WORK REQUEST – Every line of the records counts; transcribe each one exactly.

EXCERPTED RECORDS –
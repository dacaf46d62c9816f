//! Blocking synchronization primitives shared by the ring endpoints.

use std::time::Duration;

pub mod semaphore;

pub use semaphore::{BoundedSemaphore, SemaphoreError};

/// Timeout specification for blocking operations.
#[derive(Debug, Clone, Copy, PartialEq, Eq)]
pub enum Timeout {
    /// Wait indefinitely.
    Infinite,
    /// Wait for at most the specified duration.
    Duration(Duration),
}

impl From<Duration> for Timeout {
    fn from(d: Duration) -> Self {
        Self::Duration(d)
    }
}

YOUR SOLUTION –
repository dacaf46d62c9816f
//! Blocking synchronization primitives shared by the ring endpoints.

use std::time::Duration;

pub mod semaphore;

pub use semaphore::{BoundedSemaphore, SemaphoreError};

/// Timeout specification for blocking operations.
#[derive(Debug, Clone, Copy, PartialEq, Eq)]
pub enum Timeout {
    /// Wait indefinitely.
    Infinite,
    /// Wait for at most the specified duration.
    Duration(Duration),
}

impl From<Duration> for Timeout {
    fn from(d: Duration) -> Self {
        Self::Duration(d)
    }
}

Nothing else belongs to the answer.